== DATA FOR PROCESSING

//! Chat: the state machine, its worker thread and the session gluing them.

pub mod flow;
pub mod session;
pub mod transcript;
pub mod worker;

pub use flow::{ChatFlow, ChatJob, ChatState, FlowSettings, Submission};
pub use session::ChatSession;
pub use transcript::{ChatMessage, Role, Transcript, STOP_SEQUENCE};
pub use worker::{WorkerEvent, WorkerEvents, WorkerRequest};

====

--- TASK ---
Which of the lines above hold the string "flow"? Pick each of them out.

--- TASK RESPONSE ---
pub mod flow;
pub use flow::{ChatFlow, ChatJob, ChatState, FlowSettings, Submission};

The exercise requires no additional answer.